DESCRIPTION OF THE TASK:
When you reach the entries, transcribe each one exactly.

§

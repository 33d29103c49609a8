use contracts::domain::a001_product::aggregate::{Product, ProductPayload};
use contracts::domain::common::TableRecord;
use contracts::shared::error::ApiError;
use contracts::shared::query::{Order, TableQuery};

use crate::shared::rest;

/// Product list, newest first, with category and supplier names
pub async fn fetch_products() -> Result<Vec<Product>, ApiError> {
    let query = TableQuery::from(Product::table_name())
        .select(Product::LIST_COLUMNS)
        .order("created_at", Order::Desc);
    rest::select(&query).await
}

pub async fn create_product(payload: &ProductPayload) -> Result<(), ApiError> {
    rest::insert(Product::table_name(), payload).await
}

pub async fn update_product(id: &str, payload: &ProductPayload) -> Result<(), ApiError> {
    rest::update_eq(Product::table_name(), "id", id, payload).await
}

pub async fn delete_product(id: &str) -> Result<(), ApiError> {
    rest::delete_eq(Product::table_name(), "id", id).await
}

§

EXPECTED ANSWER:
repository 33d29103c49609a8
use contracts::domain::a001_product::aggregate::{Product, ProductPayload};
use contracts::domain::common::TableRecord;
use contracts::shared::error::ApiError;
use contracts::shared::query::{Order, TableQuery};

use crate::shared::rest;

/// Product list, newest first, with category and supplier names
pub async fn fetch_products() -> Result<Vec<Product>, ApiError> {
    let query = TableQuery::from(Product::table_name())
        .select(Product::LIST_COLUMNS)
        .order("created_at", Order::Desc);
    rest::select(&query).await
}

pub async fn create_product(payload: &ProductPayload) -> Result<(), ApiError> {
    rest::insert(Product::table_name(), payload).await
}

pub async fn update_product(id: &str, payload: &ProductPayload) -> Result<(), ApiError> {
    rest::update_eq(Product::table_name(), "id", id, payload).await
}

pub async fn delete_product(id: &str) -> Result<(), ApiError> {
    rest::delete_eq(Product::table_name(), "id", id).await
}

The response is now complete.